We see the messages. We don’t know that “You are John Doe” and “You are palkeo” are actually the same log, nor that “John Doe” was involved in two log records.

If we do it with arguments:

  • {level=INFO, msg="You are %s", args=["John Doe"]}

  • {level=WARN, msg="User %s unknown", args=["John Doe"]}

  • {level=INFO, msg="You are %s", args=["palkeo"]}

Now we can still trivially generate a printable message, but we have the template strings that will stay unchanged, and we can inspect the arguments separately. Doing aggregation on grouping becomes trivial. Now we could imagine surfacing the log message that was the most frequent, and then the arguments that were the most frequent for that log, for example.

For performance it’s also better, because if the log is immediately discarded you don’t need to format the string at all. Imagine we are passing some complex object that are doing non-trivial work to render themselves as a string, then passing as an argument will cause that string rendering to be avoided if the log is not printed anywhere.

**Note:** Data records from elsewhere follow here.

//! Main validation engine.
//!
//! This module provides the [`Validator`] that runs a compiled schema against a
//! data source: type checking of declared fields first, then every constraint
//! in declaration order.

use crate::{Constraint, DataSource, TypeChecker};
use indexmap::IndexMap;
use seal_core::{
    CheckOutcome, FieldDeclaration, TypeName, ValidationError, ValidationOptions,
    ValidationResult,
};
use std::thread;
use std::time::Instant;
use tracing::{debug, info};

/// A compiled, reusable validation plan.
///
/// Holds the declared fields and the ordered constraint list. Nothing is
/// mutated during a run, so one validator can serve many runs, including
/// concurrent runs from several threads.
///
/// # Example
///
/// ```rust
/// use seal_core::{FieldDeclaration, ValidationOptions};
/// use seal_validator::{DataSet, MaximumValueConstraint, NullabilityConstraint, Validator};
///
/// let validator = Validator::with_fields(
///     vec![
///         NullabilityConstraint::new("age", Some(0.0), None)?.into(),
///         MaximumValueConstraint::new("age", 120.0).into(),
///     ],
///     vec![FieldDeclaration::new("age", "Int64")],
/// );
///
/// let dataset = DataSet::new().with_column("age", vec![25, 40, 150]);
///
/// let result = validator.collect(&dataset);
/// assert!(!result.passed());
/// assert_eq!(result.failed_count(), 1);
///
/// let error = validator.validate(&dataset).unwrap_err();
/// assert_eq!(error.failures().len(), 1);
/// # Ok::<(), seal_core::ConstraintConfigError>(())
/// ```
#[derive(Debug, Clone, Default)]
pub struct Validator {
    fields: Vec<FieldDeclaration>,
    constraints: Vec<Constraint>,
}

impl Validator {
    /// Creates a validator with constraints only; the type-check phase is skipped.
    pub fn new(constraints: Vec<Constraint>) -> Self {
        Self {
            fields: Vec::new(),
            constraints,
        }
    }

    /// Creates a validator with declared fields and constraints.
    pub fn with_fields(constraints: Vec<Constraint>, fields: Vec<FieldDeclaration>) -> Self {
        Self {
            fields,
            constraints,
        }
    }

    /// Constraints in evaluation order.
    pub fn constraints(&self) -> &[Constraint] {
        &self.constraints
    }

    /// Declared fields in declaration order.
    pub fn fields(&self) -> &[FieldDeclaration] {
        &self.fields
    }

    /// Mapping from field name to declared type.
    pub fn field_types(&self) -> IndexMap<&str, &TypeName> {
        self.fields
            .iter()
            .map(|field| (field.name.as_str(), &field.declared_type))
            .collect()
    }

    /// Declared type of a field.
    pub fn field_type(&self, name: &str) -> Option<&TypeName> {
        self.fields
            .iter()
            .find(|field| field.name == name)
            .map(|field| &field.declared_type)
    }

    /// Validates with default options: raise on failure, sequential evaluation.
    pub fn validate(&self, source: &dyn DataSource) -> Result<ValidationResult, ValidationError> {
        self.validate_with(source, &ValidationOptions::default())
    }

    /// Validates without raising; both phases always run.
    pub fn collect(&self, source: &dyn DataSource) -> ValidationResult {
        let mut outcomes = TypeChecker::new().check(&self.fields, source);
        outcomes.extend(self.run_constraints(source, false));
        ValidationResult::new(outcomes)
    }

    /// Validates a data source.
    ///
    /// With `raise_on_error`, any type-check failure is raised before a single
    /// constraint runs, carrying only the type-check failures. Constraint
    /// failures are raised after every constraint has been evaluated.
    /// Without it, every outcome of both phases is returned in one result.
    pub fn validate_with(
        &self,
        source: &dyn DataSource,
        options: &ValidationOptions,
    ) -> Result<ValidationResult, ValidationError> {
        let start = Instant::now();

        let mut outcomes = TypeChecker::new().check(&self.fields, source);

        if options.raise_on_error && outcomes.iter().any(|o| !o.passed) {
            info!(
                "Type check failed for {} of {} fields; constraints not evaluated",
                outcomes.iter().filter(|o| !o.passed).count(),
                outcomes.len()
            );
            return Err(ValidationError::type_errors(&outcomes));
        }

        let constraint_outcomes = self.run_constraints(source, options.parallel);
        let constraints_failed = constraint_outcomes.iter().any(|o| !o.passed);

        if options.raise_on_error && constraints_failed {
            info!(
                "Constraint validation failed in {:?}",
                start.elapsed()
            );
            return Err(ValidationError::constraint_failures(&constraint_outcomes));
        }

        outcomes.extend(constraint_outcomes);
        let result = ValidationResult::new(outcomes);

        info!(
            "Validation {} in {:?}: {} passed, {} failed",
            if result.passed() { "passed" } else { "failed" },
            start.elapsed(),
            result.passed_count(),
            result.failed_count()
        );

        Ok(result)
    }

    /// Evaluates every constraint, preserving declaration order.
    fn run_constraints(&self, source: &dyn DataSource, parallel: bool) -> Vec<CheckOutcome> {
        let workers = thread::available_parallelism().map_or(1, |n| n.get());

        if !parallel || workers < 2 || self.constraints.len() < 2 {
            return self
                .constraints
                .iter()
                .map(|constraint| constraint.validate(source))
                .collect();
        }

        let chunk_size = self.constraints.len().div_ceil(workers);
        debug!(
            "Evaluating {} constraints on {} threads",
            self.constraints.len(),
            self.constraints.len().div_ceil(chunk_size)
        );

        thread::scope(|scope| {
            let handles: Vec<_> = self
                .constraints
                .chunks(chunk_size)
                .map(|chunk| {
                    scope.spawn(move || {
                        chunk
                            .iter()
                            .map(|constraint| constraint.validate(source))
                            .collect::<Vec<_>>()
                    })
                })
                .collect();

            handles
                .into_iter()
                .flat_map(|handle| match handle.join() {
                    Ok(outcomes) => outcomes,
                    Err(panic) => std::panic::resume_unwind(panic),
                })
                .collect()
        })
    }
}

#[cfg(test)]
mod tests {
    use super::*;
    use crate::{DataSet, MaximumValueConstraint, NullabilityConstraint, RowCountConstraint};
    use pretty_assertions::assert_eq;
    use seal_core::ValidationPhase;

    fn dataset() -> DataSet {
        DataSet::new()
            .with_column("id", vec![1, 2, 3, 4])
            .with_column("age", vec![Some(25), None, Some(40), Some(150)])
    }

    #[test]
    fn test_empty_validator_passes() {
        let result = Validator::default().validate(&dataset()).unwrap();
        assert!(result.passed());
        assert!(result.is_empty());
    }

    #[test]
    fn test_outcomes_follow_declaration_order() {
        let validator = Validator::with_fields(
            vec![
                RowCountConstraint::new("", Some(1), None).unwrap().into(),
                NullabilityConstraint::new("age", Some(0.5), None).unwrap().into(),
            ],
            vec![
                FieldDeclaration::new("id", "Int64"),
                FieldDeclaration::new("age", "Int64"),
            ],
        );

        let result = validator.validate(&dataset()).unwrap();
        let labels: Vec<&str> = result
            .results()
            .iter()
            .map(|o| o.constraint_label.as_str())
            .collect();
        assert_eq!(
            labels,
            vec![
                "TypeCheck(id)",
                "TypeCheck(age)",
                "RowCountConstraint()",
                "NullabilityConstraint(age)",
            ]
        );
    }

    #[test]
    fn test_constraint_failures_raised_after_all_run() {
        let validator = Validator::new(vec![
            MaximumValueConstraint::new("age", 100.0).into(),
            MaximumValueConstraint::new("id", 2.0).into(),
            RowCountConstraint::new("", Some(1), None).unwrap().into(),
        ]);

        let error = validator.validate(&dataset()).unwrap_err();
        assert_eq!(error.phase(), ValidationPhase::Constraints);
        assert_eq!(error.failures().len(), 2);
        assert!(error.to_string().contains("MaximumValueConstraint(age)"));
        assert!(error.to_string().contains("MaximumValueConstraint(id)"));
    }

    #[test]
    fn test_field_types() {
        let validator = Validator::with_fields(
            Vec::new(),
            vec![
                FieldDeclaration::new("id", "i64"),
                FieldDeclaration::new("name", "Utf8"),
            ],
        );

        let types = validator.field_types();
        assert_eq!(types.len(), 2);
        assert_eq!(types["id"], &TypeName::Int64);
        assert_eq!(validator.field_type("name"), Some(&TypeName::String));
        assert_eq!(validator.field_type("missing"), None);
    }

    #[test]
    fn test_parallel_matches_sequential() {
        let constraints: Vec<Constraint> = (0..16)
            .map(|i| MaximumValueConstraint::new("age", f64::from(i * 10)).into())
            .collect();
        let validator = Validator::new(constraints);
        let source = dataset();

        let sequential = validator
            .validate_with(&source, &ValidationOptions::collect_all())
            .unwrap();
        let parallel = validator
            .validate_with(&source, &ValidationOptions::collect_all().with_parallel(true))
            .unwrap();

        assert_eq!(sequential.results(), parallel.results());
    }
}
pub mod check;
pub mod validate;
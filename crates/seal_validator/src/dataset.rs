//! In-memory columnar dataset.
//!
//! This module provides the cell value model shared by every data source and
//! [`DataSet`], a small columnar table that implements
//! [`DataSource`](crate::DataSource) directly.

use crate::{DataSource, SourceError};
use indexmap::IndexMap;
use seal_core::TypeName;
use std::borrow::Cow;
use std::fmt;

/// A single cell value.
#[derive(Debug, Clone, PartialEq)]
pub enum DataValue {
    /// Null/missing value
    Null,
    /// Integer value
    Int(i64),
    /// Floating point value
    Float(f64),
    /// Boolean value
    Bool(bool),
    /// String value
    String(String),
}

impl DataValue {
    /// Returns true if this value is null.
    pub fn is_null(&self) -> bool {
        matches!(self, DataValue::Null)
    }

    /// Returns the logical type of this value.
    pub fn type_name(&self) -> TypeName {
        match self {
            DataValue::Null => TypeName::Null,
            DataValue::Int(_) => TypeName::Int64,
            DataValue::Float(_) => TypeName::Float64,
            DataValue::Bool(_) => TypeName::Boolean,
            DataValue::String(_) => TypeName::String,
        }
    }

    /// Attempts to get this value as a string.
    pub fn as_str(&self) -> Option<&str> {
        match self {
            DataValue::String(s) => Some(s),
            _ => None,
        }
    }

    /// Attempts to get this value as an integer.
    pub fn as_int(&self) -> Option<i64> {
        match self {
            DataValue::Int(i) => Some(*i),
            _ => None,
        }
    }

    /// Attempts to get this value as a float, widening integers.
    pub fn as_f64(&self) -> Option<f64> {
        match self {
            DataValue::Float(f) => Some(*f),
            DataValue::Int(i) => Some(*i as f64),
            _ => None,
        }
    }

    /// Attempts to get this value as a boolean.
    pub fn as_bool(&self) -> Option<bool> {
        match self {
            DataValue::Bool(b) => Some(*b),
            _ => None,
        }
    }

    /// Returns the text a string operation sees for this value.
    ///
    /// Strings are returned as-is; other non-null values use their display form.
    pub fn as_text(&self) -> Option<Cow<'_, str>> {
        match self {
            DataValue::Null => None,
            DataValue::String(s) => Some(Cow::Borrowed(s)),
            other => Some(Cow::Owned(other.to_string())),
        }
    }

    /// Equality that treats integers and floats of the same numeric value as equal.
    pub fn loosely_eq(&self, other: &DataValue) -> bool {
        match (self, other) {
            (DataValue::Int(a), DataValue::Float(b)) | (DataValue::Float(b), DataValue::Int(a)) => {
                (*a as f64) == *b
            }
            _ => self == other,
        }
    }
}

impl fmt::Display for DataValue {
    fn fmt(&self, f: &mut fmt::Formatter<'_>) -> fmt::Result {
        match self {
            DataValue::Null => f.write_str("null"),
            DataValue::Int(i) => write!(f, "{i}"),
            DataValue::Float(x) => write!(f, "{x}"),
            DataValue::Bool(b) => write!(f, "{b}"),
            DataValue::String(s) => f.write_str(s),
        }
    }
}

impl From<String> for DataValue {
    fn from(s: String) -> Self {
        DataValue::String(s)
    }
}

impl From<&str> for DataValue {
    fn from(s: &str) -> Self {
        DataValue::String(s.to_string())
    }
}

impl From<i64> for DataValue {
    fn from(i: i64) -> Self {
        DataValue::Int(i)
    }
}

impl From<i32> for DataValue {
    fn from(i: i32) -> Self {
        DataValue::Int(i64::from(i))
    }
}

impl From<f64> for DataValue {
    fn from(f: f64) -> Self {
        DataValue::Float(f)
    }
}

impl From<bool> for DataValue {
    fn from(b: bool) -> Self {
        DataValue::Bool(b)
    }
}

impl<T: Into<DataValue>> From<Option<T>> for DataValue {
    fn from(value: Option<T>) -> Self {
        value.map_or(DataValue::Null, Into::into)
    }
}

/// A named, typed column of a [`DataSet`].
#[derive(Debug, Clone, PartialEq)]
pub struct Column {
    data_type: TypeName,
    values: Vec<DataValue>,
}

impl Column {
    /// Creates a column whose type is inferred from its values.
    pub fn new(values: Vec<DataValue>) -> Self {
        let data_type = infer_type(&values);
        Self { data_type, values }
    }

    /// Creates a column with an explicit logical type.
    pub fn typed(data_type: TypeName, values: Vec<DataValue>) -> Self {
        Self { data_type, values }
    }

    /// Logical type of the column.
    pub fn data_type(&self) -> &TypeName {
        &self.data_type
    }

    /// Cell values in row order.
    pub fn values(&self) -> &[DataValue] {
        &self.values
    }

    /// Number of cells.
    pub fn len(&self) -> usize {
        self.values.len()
    }

    /// Returns true if the column has no cells.
    pub fn is_empty(&self) -> bool {
        self.values.is_empty()
    }
}

/// Infers a column type the way a dataframe engine does for literal input.
///
/// Integers mixed with floats widen to `Float64`; a column with no non-null
/// values is `Null`; any other mixture has no common type.
fn infer_type(values: &[DataValue]) -> TypeName {
    let mut inferred: Option<TypeName> = None;

    for value in values.iter().filter(|v| !v.is_null()) {
        let current = value.type_name();
        inferred = Some(match inferred {
            None => current,
            Some(prev) if prev == current => prev,
            Some(TypeName::Int64) if current == TypeName::Float64 => TypeName::Float64,
            Some(TypeName::Float64) if current == TypeName::Int64 => TypeName::Float64,
            Some(_) => return TypeName::Other("Object".to_string()),
        });
    }

    inferred.unwrap_or(TypeName::Null)
}

/// An in-memory columnar table.
///
/// Columns keep insertion order and must all have the same length.
///
/// # Example
///
/// ```rust
/// use seal_validator::{DataSet, DataSource};
///
/// let dataset = DataSet::new()
///     .with_column("id", vec![1, 2, 3])
///     .with_column("email", vec![Some("a@x.com"), None, Some("b@y.org")]);
///
/// assert_eq!(dataset.row_count(), 3);
/// assert_eq!(dataset.column_type("id").as_deref(), Some("Int64"));
/// assert_eq!(dataset.null_count("email"), 1);
/// ```
#[derive(Debug, Clone, Default, PartialEq)]
pub struct DataSet {
    columns: IndexMap<String, Column>,
    rows: usize,
}

impl DataSet {
    /// Creates an empty dataset with no columns.
    pub fn new() -> Self {
        Self::default()
    }

    /// Adds a column, inferring its type.
    ///
    /// # Panics
    ///
    /// Panics if the column length differs from the existing columns.
    /// Use [`DataSet::try_with_column`] for a fallible variant.
    pub fn with_column<V: Into<DataValue>>(
        self,
        name: impl Into<String>,
        values: impl IntoIterator<Item = V>,
    ) -> Self {
        let values = values.into_iter().map(Into::into).collect();
        self.try_with(name.into(), Column::new(values))
            .unwrap_or_else(|e| panic!("{e}"))
    }

    /// Adds a column with an explicit logical type.
    ///
    /// # Panics
    ///
    /// Panics if the column length differs from the existing columns.
    pub fn with_typed_column<V: Into<DataValue>>(
        self,
        name: impl Into<String>,
        data_type: impl Into<TypeName>,
        values: impl IntoIterator<Item = V>,
    ) -> Self {
        let values = values.into_iter().map(Into::into).collect();
        self.try_with(name.into(), Column::typed(data_type.into(), values))
            .unwrap_or_else(|e| panic!("{e}"))
    }

    /// Adds a column, inferring its type, failing on a length mismatch.
    pub fn try_with_column<V: Into<DataValue>>(
        self,
        name: impl Into<String>,
        values: impl IntoIterator<Item = V>,
    ) -> Result<Self, SourceError> {
        let values = values.into_iter().map(Into::into).collect();
        self.try_with(name.into(), Column::new(values))
    }

    fn try_with(mut self, name: String, column: Column) -> Result<Self, SourceError> {
        if self.columns.is_empty() {
            self.rows = column.len();
        } else if column.len() != self.rows {
            return Err(SourceError::LengthMismatch {
                column: name,
                expected: self.rows,
                actual: column.len(),
            });
        }
        self.columns.insert(name, column);
        Ok(self)
    }

    /// Returns a column by name.
    pub fn column(&self, name: &str) -> Option<&Column> {
        self.columns.get(name)
    }

    /// Column names in insertion order.
    pub fn column_names(&self) -> impl Iterator<Item = &str> {
        self.columns.keys().map(String::as_str)
    }

    /// Number of columns.
    pub fn width(&self) -> usize {
        self.columns.len()
    }
}

impl DataSource for DataSet {
    fn row_count(&self) -> usize {
        self.rows
    }

    fn column_type(&self, column: &str) -> Option<String> {
        self.columns
            .get(column)
            .map(|c| c.data_type.canonical_name().to_string())
    }

    fn column_values(&self, column: &str) -> Option<Cow<'_, [DataValue]>> {
        self.columns
            .get(column)
            .map(|c| Cow::Borrowed(c.values.as_slice()))
    }
}

impl<N: Into<String>> FromIterator<(N, Vec<DataValue>)> for DataSet {
    /// Collects named columns.
    ///
    /// # Panics
    ///
    /// Panics if the columns differ in length.
    fn from_iter<T: IntoIterator<Item = (N, Vec<DataValue>)>>(iter: T) -> Self {
        iter.into_iter()
            .fold(DataSet::new(), |dataset, (name, values)| {
                dataset.with_column(name, values)
            })
    }
}
//! Run-time options for validation runs.

/// Options controlling a validation run.
///
/// The default raises on failure and evaluates constraints sequentially.
///
/// # Example
///
/// ```rust
/// use seal_core::ValidationOptions;
///
/// let options = ValidationOptions::new()
///     .with_raise_on_error(false)
///     .with_parallel(true);
///
/// assert!(!options.raise_on_error);
/// assert!(options.parallel);
/// ```
#[derive(Debug, Clone, Copy, PartialEq, Eq)]
pub struct ValidationOptions {
    /// Raise a `ValidationError` on failure instead of returning a failed result.
    ///
    /// When set, type-check failures abort the run before any constraint is
    /// evaluated; constraint failures are raised after every constraint ran.
    pub raise_on_error: bool,

    /// Evaluate constraints on multiple threads.
    ///
    /// Output order and raising behaviour are identical to sequential runs.
    pub parallel: bool,
}

impl ValidationOptions {
    /// Creates options with default settings.
    pub fn new() -> Self {
        Self::default()
    }

    /// Options that never raise and always run both phases.
    pub fn collect_all() -> Self {
        Self::default().with_raise_on_error(false)
    }

    /// Sets fail-fast mode.
    pub fn with_raise_on_error(mut self, raise_on_error: bool) -> Self {
        self.raise_on_error = raise_on_error;
        self
    }

    /// Sets parallel constraint evaluation.
    pub fn with_parallel(mut self, parallel: bool) -> Self {
        self.parallel = parallel;
        self
    }
}

impl Default for ValidationOptions {
    fn default() -> Self {
        Self {
            raise_on_error: true,
            parallel: false,
        }
    }
}

#[cfg(test)]
mod tests {
    use super::*;

    #[test]
    fn test_defaults() {
        let options = ValidationOptions::default();
        assert!(options.raise_on_error);
        assert!(!options.parallel);
    }

    #[test]
    fn test_collect_all() {
        let options = ValidationOptions::collect_all();
        assert!(!options.raise_on_error);
        assert!(!options.parallel);
    }
}
//! Constraints on numeric aggregates of a column.
//!
//! An aggregate that does not exist is reported as null in the details.
//! All-null and empty columns pass vacuously; a column holding only
//! non-numeric values fails.

use super::{Bounds, ColumnConstraint, conclude, missing_aggregate};
use crate::DataSource;
use seal_core::{CheckOutcome, ConstraintConfigError};

/// Inclusive upper limit on the largest value of a column.
#[derive(Debug, Clone, PartialEq)]
pub struct MaximumValueConstraint {
    column: String,
    max_value: f64,
}

impl MaximumValueConstraint {
    pub fn new(column: impl Into<String>, max_value: f64) -> Self {
        Self {
            column: column.into(),
            max_value,
        }
    }

    pub fn max_value(&self) -> f64 {
        self.max_value
    }
}

impl ColumnConstraint for MaximumValueConstraint {
    const NAME: &'static str = "MaximumValueConstraint";

    fn column(&self) -> &str {
        &self.column
    }

    fn evaluate(&self, source: &dyn DataSource) -> CheckOutcome {
        let Some(actual_max) = source.max(&self.column) else {
            return missing_aggregate(source, &self.column)
                .with_detail("actual_max", None::<f64>)
                .with_detail("max_value", self.max_value);
        };

        let outcome = if actual_max <= self.max_value {
            CheckOutcome::pass("Maximum value check passed")
        } else {
            CheckOutcome::fail(format!(
                "Maximum value {actual_max} exceeds limit {}",
                self.max_value
            ))
        };

        outcome
            .with_detail("actual_max", actual_max)
            .with_detail("max_value", self.max_value)
    }
}

/// Inclusive lower limit on the smallest value of a column.
#[derive(Debug, Clone, PartialEq)]
pub struct MinimumValueConstraint {
    column: String,
    min_value: f64,
}

impl MinimumValueConstraint {
    pub fn new(column: impl Into<String>, min_value: f64) -> Self {
        Self {
            column: column.into(),
            min_value,
        }
    }

    pub fn min_value(&self) -> f64 {
        self.min_value
    }
}

impl ColumnConstraint for MinimumValueConstraint {
    const NAME: &'static str = "MinimumValueConstraint";

    fn column(&self) -> &str {
        &self.column
    }

    fn evaluate(&self, source: &dyn DataSource) -> CheckOutcome {
        let Some(actual_min) = source.min(&self.column) else {
            return missing_aggregate(source, &self.column)
                .with_detail("actual_min", None::<f64>)
                .with_detail("min_value", self.min_value);
        };

        let outcome = if actual_min >= self.min_value {
            CheckOutcome::pass("Minimum value check passed")
        } else {
            CheckOutcome::fail(format!(
                "Minimum value {actual_min} is below limit {}",
                self.min_value
            ))
        };

        outcome
            .with_detail("actual_min", actual_min)
            .with_detail("min_value", self.min_value)
    }
}

/// Checks an optional aggregate against bounds.
fn check_bounds(
    source: &dyn DataSource,
    column: &str,
    kind: &str,
    subject: &str,
    detail_key: &str,
    actual: Option<f64>,
    bounds: &Bounds,
) -> CheckOutcome {
    let outcome = match actual {
        None => missing_aggregate(source, column),
        Some(value) => conclude(kind, bounds.violations(subject, value)),
    };
    bounds.describe(outcome.with_detail(detail_key, actual))
}

/// Bounds on the median of a column.
#[derive(Debug, Clone, PartialEq)]
pub struct MedianConstraint {
    column: String,
    bounds: Bounds,
}

impl MedianConstraint {
    pub fn new(
        column: impl Into<String>,
        lower_bound: Option<f64>,
        upper_bound: Option<f64>,
    ) -> Result<Self, ConstraintConfigError> {
        Ok(Self {
            column: column.into(),
            bounds: Bounds::new(Self::NAME, lower_bound, upper_bound)?,
        })
    }

    pub fn bounds(&self) -> &Bounds {
        &self.bounds
    }
}

impl ColumnConstraint for MedianConstraint {
    const NAME: &'static str = "MedianConstraint";

    fn column(&self) -> &str {
        &self.column
    }

    fn evaluate(&self, source: &dyn DataSource) -> CheckOutcome {
        check_bounds(
            source,
            &self.column,
            "Median",
            "Median",
            "actual_median",
            source.median(&self.column),
            &self.bounds,
        )
    }
}

/// Bounds on the mean of a column.
#[derive(Debug, Clone, PartialEq)]
pub struct MeanConstraint {
    column: String,
    bounds: Bounds,
}

impl MeanConstraint {
    pub fn new(
        column: impl Into<String>,
        lower_bound: Option<f64>,
        upper_bound: Option<f64>,
    ) -> Result<Self, ConstraintConfigError> {
        Ok(Self {
            column: column.into(),
            bounds: Bounds::new(Self::NAME, lower_bound, upper_bound)?,
        })
    }

    pub fn bounds(&self) -> &Bounds {
        &self.bounds
    }
}

impl ColumnConstraint for MeanConstraint {
    const NAME: &'static str = "MeanConstraint";

    fn column(&self) -> &str {
        &self.column
    }

    fn evaluate(&self, source: &dyn DataSource) -> CheckOutcome {
        check_bounds(
            source,
            &self.column,
            "Mean",
            "Mean",
            "actual_mean",
            source.mean(&self.column),
            &self.bounds,
        )
    }
}

/// Bounds on a quantile of a column.
///
/// The quantile is computed with linear interpolation between closest ranks.
#[derive(Debug, Clone, PartialEq)]
pub struct PercentileConstraint {
    column: String,
    percentile: f64,
    bounds: Bounds,
}

impl PercentileConstraint {
    /// Creates a percentile constraint; `percentile` is a fraction in `[0, 1]`.
    pub fn new(
        column: impl Into<String>,
        percentile: f64,
        lower_bound: Option<f64>,
        upper_bound: Option<f64>,
    ) -> Result<Self, ConstraintConfigError> {
        if !(0.0..=1.0).contains(&percentile) {
            return Err(ConstraintConfigError::out_of_range(
                Self::NAME,
                "percentile",
                0.0,
                1.0,
                percentile,
            ));
        }

        Ok(Self {
            column: column.into(),
            percentile,
            bounds: Bounds::new(Self::NAME, lower_bound, upper_bound)?,
        })
    }

    pub fn percentile(&self) -> f64 {
        self.percentile
    }

    pub fn bounds(&self) -> &Bounds {
        &self.bounds
    }
}

impl ColumnConstraint for PercentileConstraint {
    const NAME: &'static str = "PercentileConstraint";

    fn column(&self) -> &str {
        &self.column
    }

    fn evaluate(&self, source: &dyn DataSource) -> CheckOutcome {
        let subject = format!("Percentile {} value", self.percentile);
        check_bounds(
            source,
            &self.column,
            "Percentile",
            &subject,
            "actual_percentile",
            source.quantile(&self.column, self.percentile),
            &self.bounds,
        )
        .with_detail("percentile", self.percentile)
    }
}

/// Bounds on the sample standard deviation of a column.
#[derive(Debug, Clone, PartialEq)]
pub struct StandardDeviationConstraint {
    column: String,
    bounds: Bounds,
}

impl StandardDeviationConstraint {
    pub fn new(
        column: impl Into<String>,
        lower_bound: Option<f64>,
        upper_bound: Option<f64>,
    ) -> Result<Self, ConstraintConfigError> {
        Ok(Self {
            column: column.into(),
            bounds: Bounds::new(Self::NAME, lower_bound, upper_bound)?,
        })
    }

    pub fn bounds(&self) -> &Bounds {
        &self.bounds
    }
}

impl ColumnConstraint for StandardDeviationConstraint {
    const NAME: &'static str = "StandardDeviationConstraint";

    fn column(&self) -> &str {
        &self.column
    }

    fn evaluate(&self, source: &dyn DataSource) -> CheckOutcome {
        check_bounds(
            source,
            &self.column,
            "Standard deviation",
            "Standard deviation",
            "actual_std",
            source.std_dev(&self.column),
            &self.bounds,
        )
    }
}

But I don’t like % formatting

There needed to be a default, and it’s hard to change while keeping backwards compatibility, but if you really don’t like it there are ways to do it properly while using arbitrary formattings. See the logging cookbok that explains it in details.

Never log through the logging module directly. Use a logger.

Code like this:

import logging
logging.info("some log")

Is bad. Why? Because it uses the root logger implicitly, it means there is no way to silence what you log to it.

Instead, each python module (each file), should have this:

import logging
logger = logging.getLogger(__name__)

And then you can log everything through that logger. That’s the recommended way of doing it.

Using __name__ as the name of the logger makes sure that the logger hierarchy reflects the python module hierarchy, which is a great starting point. I recommend you don’t use __name__ only if you know exactly what you are doing.

You can imagine explicitly passing loggers around, or storing them in class instances for examples, but that’s only for advanced use. And is not needed in most cases.

Only setup logging / configure verbosity in your main program!

Calls to:

  • logger.setLevel()

  • logging.basicConfig()

Or similar methods should only be used in your main program.

If you use these, you can ask yourself the following question: in that same code, would you consider using print() or input(), or maybe reading program arguments from sys.argv? If the answer is yes, you are in the main program, so it is fine to setup logging.

Otherwise, you are probably in library code, and you don’t want to mess up with that! This would make the main program that want to do the setup behave in unexpected ways.

How to setup logging properly

In your main program (and in the main only!), you can do that:

logging.basicConfig(level=logging.DEBUG)

To globally setup logging to the DEBUG level.

You may see stuff logged from some random libraries that you are using, and that you don’t know about: this is good! You can see a lot about what your program is doing.

But if some libraries you don’t care about are too noisy, you can easily silence them:

logging.getLogger("some_library").setLevel(logging.WARNING)

Here, we are setting the logger for some_library (and any logger under it) to WARNING, so any log lower than that will not be propagated and not printed.

Tip: use logger.exception() or exc_info=True

In some code, you’ll catch an exception, and want to handle it properly. But often you would also like to log that (say, as a WARNING) so that it’s easier for a developer to know that it happens, and it’s potentially bad but the program was able to recover.

In that case, you can do something like this:

try:
    dangerous_code()
except Exception:
    logger.exception("Something bad happened.")

Here, if dangerous_code() raises an exception, we’ll use logger.exception() to log it as an error. But this method also append a full backtrace of where the exception happened and will display it. This way it’s much easier to see what happened.

If you don’t want to log it at the ERROR level with logger.exception(), you can do something like that instead:

logger.info("Something slightly bad happened.", exc_info=True)

This has the same effect, but allow you to use the level you want.